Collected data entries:
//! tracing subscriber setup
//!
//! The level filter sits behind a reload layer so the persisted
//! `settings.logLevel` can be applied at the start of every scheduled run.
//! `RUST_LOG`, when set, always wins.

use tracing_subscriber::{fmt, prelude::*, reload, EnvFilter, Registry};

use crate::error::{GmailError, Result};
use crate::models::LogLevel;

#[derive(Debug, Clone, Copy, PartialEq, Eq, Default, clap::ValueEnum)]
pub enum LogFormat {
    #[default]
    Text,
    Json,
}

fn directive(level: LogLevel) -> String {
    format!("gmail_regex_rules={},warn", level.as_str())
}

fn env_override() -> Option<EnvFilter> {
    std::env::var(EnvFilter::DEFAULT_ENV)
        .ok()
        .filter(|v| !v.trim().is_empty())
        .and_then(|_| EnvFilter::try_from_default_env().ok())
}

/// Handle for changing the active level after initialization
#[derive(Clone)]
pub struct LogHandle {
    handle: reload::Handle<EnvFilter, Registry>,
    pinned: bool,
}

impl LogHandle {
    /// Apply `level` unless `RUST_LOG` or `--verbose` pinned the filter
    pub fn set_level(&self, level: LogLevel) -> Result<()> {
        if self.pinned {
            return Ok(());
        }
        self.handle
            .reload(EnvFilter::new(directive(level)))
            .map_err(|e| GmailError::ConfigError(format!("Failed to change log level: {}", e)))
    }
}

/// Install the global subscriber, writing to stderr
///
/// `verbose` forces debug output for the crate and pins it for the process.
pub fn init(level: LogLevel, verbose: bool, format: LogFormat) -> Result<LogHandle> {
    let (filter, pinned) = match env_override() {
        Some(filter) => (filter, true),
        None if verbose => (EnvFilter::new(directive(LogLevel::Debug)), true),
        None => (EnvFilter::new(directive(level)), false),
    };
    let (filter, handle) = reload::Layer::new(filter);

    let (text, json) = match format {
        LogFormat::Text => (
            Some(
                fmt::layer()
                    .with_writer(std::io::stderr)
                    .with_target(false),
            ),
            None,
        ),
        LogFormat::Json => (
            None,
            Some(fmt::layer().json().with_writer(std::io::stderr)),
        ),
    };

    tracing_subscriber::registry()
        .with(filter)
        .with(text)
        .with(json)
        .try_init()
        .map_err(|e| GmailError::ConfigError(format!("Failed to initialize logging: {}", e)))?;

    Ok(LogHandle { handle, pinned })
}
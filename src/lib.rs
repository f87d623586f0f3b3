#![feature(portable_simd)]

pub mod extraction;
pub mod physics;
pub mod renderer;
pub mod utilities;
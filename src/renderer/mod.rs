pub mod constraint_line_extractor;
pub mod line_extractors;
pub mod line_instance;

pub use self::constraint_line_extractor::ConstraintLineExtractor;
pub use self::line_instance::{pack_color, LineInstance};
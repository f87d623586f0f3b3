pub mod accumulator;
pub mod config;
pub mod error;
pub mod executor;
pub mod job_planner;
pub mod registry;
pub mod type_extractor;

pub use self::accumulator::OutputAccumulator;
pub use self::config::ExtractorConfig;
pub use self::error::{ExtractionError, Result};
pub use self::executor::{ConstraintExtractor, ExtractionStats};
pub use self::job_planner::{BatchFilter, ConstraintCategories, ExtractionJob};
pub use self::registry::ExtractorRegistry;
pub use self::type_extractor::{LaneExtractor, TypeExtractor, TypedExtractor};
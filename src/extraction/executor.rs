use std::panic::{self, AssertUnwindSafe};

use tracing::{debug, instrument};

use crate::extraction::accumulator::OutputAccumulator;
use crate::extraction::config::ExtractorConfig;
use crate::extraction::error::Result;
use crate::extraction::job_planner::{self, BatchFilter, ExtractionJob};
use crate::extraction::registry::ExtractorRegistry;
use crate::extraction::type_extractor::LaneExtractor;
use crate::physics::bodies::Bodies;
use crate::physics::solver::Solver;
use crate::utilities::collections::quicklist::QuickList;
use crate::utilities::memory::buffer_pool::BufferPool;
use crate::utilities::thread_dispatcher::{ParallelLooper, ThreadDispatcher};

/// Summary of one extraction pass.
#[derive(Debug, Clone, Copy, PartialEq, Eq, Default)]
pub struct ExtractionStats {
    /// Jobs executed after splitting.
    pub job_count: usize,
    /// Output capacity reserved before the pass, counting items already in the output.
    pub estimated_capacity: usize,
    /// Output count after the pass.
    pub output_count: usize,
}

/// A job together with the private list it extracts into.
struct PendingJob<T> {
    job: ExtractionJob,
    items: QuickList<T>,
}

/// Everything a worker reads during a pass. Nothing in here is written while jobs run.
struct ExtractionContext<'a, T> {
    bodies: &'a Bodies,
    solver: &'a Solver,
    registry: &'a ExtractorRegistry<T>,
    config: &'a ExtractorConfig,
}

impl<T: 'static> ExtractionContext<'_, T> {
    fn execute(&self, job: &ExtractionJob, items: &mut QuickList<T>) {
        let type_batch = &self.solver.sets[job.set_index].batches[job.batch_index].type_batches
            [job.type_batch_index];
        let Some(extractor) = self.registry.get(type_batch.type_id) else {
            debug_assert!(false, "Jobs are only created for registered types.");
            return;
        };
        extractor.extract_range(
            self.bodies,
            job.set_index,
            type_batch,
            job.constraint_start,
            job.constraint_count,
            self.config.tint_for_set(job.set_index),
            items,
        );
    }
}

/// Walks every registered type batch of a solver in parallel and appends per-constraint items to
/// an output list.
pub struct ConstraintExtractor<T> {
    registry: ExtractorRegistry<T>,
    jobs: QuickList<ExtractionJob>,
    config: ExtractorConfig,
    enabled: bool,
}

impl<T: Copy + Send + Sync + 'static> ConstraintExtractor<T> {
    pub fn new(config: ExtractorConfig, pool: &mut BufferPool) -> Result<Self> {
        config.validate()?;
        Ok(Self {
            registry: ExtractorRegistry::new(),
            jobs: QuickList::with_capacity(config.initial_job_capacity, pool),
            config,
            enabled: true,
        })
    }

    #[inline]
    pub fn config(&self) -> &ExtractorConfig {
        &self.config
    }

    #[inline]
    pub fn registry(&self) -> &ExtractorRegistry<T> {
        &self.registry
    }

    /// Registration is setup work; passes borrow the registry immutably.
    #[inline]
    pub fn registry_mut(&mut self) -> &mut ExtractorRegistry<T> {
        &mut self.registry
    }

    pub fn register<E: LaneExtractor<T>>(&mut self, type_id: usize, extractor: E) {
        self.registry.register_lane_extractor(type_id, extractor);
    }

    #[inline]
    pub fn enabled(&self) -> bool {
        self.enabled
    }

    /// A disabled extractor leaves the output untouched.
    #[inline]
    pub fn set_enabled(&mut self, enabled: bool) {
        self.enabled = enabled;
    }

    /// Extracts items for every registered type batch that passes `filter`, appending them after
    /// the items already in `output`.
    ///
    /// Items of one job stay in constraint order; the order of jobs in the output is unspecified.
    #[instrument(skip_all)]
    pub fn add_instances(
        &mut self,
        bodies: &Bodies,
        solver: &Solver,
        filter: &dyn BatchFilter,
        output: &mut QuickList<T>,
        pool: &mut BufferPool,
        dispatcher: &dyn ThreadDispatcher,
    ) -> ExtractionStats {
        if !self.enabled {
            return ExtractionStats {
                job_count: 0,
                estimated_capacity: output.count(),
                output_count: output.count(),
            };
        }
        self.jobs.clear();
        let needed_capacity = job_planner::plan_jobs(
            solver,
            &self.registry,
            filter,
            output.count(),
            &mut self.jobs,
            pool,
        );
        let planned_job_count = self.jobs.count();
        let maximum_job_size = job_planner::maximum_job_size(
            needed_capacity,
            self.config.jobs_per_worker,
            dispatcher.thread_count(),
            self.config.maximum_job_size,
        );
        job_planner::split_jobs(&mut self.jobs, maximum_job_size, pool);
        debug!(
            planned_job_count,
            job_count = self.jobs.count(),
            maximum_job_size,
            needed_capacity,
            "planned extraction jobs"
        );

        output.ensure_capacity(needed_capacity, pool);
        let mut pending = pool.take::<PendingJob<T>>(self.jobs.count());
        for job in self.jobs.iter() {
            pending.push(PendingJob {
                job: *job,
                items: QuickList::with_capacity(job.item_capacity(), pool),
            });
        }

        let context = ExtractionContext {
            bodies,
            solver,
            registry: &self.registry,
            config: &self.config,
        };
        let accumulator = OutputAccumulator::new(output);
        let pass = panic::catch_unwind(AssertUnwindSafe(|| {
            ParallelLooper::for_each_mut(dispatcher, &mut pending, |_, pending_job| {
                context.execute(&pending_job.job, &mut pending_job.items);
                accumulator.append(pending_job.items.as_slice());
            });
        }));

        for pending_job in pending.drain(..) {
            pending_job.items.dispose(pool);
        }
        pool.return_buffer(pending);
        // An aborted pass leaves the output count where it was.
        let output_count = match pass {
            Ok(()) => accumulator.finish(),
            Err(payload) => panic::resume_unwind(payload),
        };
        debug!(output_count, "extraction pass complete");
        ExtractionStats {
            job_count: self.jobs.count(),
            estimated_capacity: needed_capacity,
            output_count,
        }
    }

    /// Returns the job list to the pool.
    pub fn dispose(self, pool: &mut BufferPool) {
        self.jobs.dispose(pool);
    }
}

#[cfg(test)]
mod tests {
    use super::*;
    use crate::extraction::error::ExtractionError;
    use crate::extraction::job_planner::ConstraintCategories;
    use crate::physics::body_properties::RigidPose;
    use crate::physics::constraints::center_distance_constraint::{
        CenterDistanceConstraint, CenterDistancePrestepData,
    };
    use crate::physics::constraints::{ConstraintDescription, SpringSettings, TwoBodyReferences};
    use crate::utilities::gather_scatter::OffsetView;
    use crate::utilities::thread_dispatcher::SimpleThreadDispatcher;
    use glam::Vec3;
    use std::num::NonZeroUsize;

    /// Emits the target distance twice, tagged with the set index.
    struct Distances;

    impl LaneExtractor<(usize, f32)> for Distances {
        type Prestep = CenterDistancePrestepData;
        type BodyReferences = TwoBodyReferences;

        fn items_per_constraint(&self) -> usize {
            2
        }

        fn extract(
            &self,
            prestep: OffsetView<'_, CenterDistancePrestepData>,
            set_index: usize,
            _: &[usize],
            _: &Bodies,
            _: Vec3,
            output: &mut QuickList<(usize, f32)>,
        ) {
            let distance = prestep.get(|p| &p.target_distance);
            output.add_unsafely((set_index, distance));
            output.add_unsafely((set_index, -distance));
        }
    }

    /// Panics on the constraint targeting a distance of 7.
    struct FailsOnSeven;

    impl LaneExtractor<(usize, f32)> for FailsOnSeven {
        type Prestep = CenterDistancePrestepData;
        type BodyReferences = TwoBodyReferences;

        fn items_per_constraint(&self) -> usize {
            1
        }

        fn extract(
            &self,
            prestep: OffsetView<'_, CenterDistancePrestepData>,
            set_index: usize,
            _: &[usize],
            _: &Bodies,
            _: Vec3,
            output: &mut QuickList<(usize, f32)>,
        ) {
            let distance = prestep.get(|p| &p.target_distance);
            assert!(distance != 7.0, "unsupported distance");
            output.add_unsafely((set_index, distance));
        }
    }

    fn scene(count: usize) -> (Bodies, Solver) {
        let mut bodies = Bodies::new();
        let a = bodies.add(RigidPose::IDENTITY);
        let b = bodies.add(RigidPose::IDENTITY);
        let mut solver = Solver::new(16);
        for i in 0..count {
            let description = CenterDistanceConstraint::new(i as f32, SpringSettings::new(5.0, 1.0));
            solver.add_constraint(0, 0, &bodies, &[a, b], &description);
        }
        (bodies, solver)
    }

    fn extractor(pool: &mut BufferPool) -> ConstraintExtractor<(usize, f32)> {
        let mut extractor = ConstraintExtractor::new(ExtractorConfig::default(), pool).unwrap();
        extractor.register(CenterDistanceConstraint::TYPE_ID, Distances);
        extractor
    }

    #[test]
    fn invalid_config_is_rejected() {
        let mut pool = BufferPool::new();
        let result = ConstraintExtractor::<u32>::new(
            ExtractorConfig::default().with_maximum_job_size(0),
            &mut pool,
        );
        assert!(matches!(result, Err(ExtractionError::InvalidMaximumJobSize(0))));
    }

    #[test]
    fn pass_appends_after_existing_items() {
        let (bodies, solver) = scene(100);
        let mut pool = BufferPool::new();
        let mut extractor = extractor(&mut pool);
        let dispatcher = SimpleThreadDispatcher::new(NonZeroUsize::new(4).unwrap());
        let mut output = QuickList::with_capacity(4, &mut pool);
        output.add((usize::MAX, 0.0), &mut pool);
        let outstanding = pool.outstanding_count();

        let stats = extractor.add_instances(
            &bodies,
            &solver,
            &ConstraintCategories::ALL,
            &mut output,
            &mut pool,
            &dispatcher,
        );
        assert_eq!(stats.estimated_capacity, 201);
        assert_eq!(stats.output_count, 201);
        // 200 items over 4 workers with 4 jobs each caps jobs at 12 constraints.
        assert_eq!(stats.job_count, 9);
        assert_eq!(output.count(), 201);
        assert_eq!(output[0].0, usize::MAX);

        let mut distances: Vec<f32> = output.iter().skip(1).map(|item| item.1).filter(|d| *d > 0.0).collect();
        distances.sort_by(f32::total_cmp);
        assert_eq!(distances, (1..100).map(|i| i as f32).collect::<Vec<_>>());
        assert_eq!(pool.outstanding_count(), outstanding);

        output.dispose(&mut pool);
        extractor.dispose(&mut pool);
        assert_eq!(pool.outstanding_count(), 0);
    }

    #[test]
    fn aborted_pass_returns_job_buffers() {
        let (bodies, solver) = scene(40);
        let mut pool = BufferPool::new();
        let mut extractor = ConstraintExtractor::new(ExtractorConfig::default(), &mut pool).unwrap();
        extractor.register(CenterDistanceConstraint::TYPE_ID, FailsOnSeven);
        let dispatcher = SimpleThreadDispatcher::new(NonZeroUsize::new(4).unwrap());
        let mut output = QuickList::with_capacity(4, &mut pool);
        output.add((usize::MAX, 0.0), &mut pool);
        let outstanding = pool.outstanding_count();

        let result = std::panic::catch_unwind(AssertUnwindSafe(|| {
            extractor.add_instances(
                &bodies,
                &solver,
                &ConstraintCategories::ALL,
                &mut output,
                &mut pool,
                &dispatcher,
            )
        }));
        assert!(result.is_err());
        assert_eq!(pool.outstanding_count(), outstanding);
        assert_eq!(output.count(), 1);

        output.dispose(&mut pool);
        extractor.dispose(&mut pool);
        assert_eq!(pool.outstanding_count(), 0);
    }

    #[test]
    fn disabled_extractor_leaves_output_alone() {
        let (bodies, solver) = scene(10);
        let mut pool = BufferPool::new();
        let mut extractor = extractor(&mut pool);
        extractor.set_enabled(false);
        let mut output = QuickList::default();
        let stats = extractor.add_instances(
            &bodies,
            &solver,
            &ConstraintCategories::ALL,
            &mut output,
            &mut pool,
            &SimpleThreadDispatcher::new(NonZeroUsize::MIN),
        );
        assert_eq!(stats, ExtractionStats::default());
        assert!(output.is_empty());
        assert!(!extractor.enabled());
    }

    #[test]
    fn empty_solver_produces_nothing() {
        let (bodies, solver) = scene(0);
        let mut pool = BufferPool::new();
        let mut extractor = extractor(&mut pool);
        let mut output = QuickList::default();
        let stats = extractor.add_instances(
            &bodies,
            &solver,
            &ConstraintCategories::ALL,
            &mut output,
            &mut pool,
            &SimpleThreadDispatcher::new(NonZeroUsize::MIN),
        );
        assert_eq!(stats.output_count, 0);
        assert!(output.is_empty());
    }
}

Description of the task:
Indicate how many lines in the records above include the word "renderer", giving no other content.

Exercise output:
2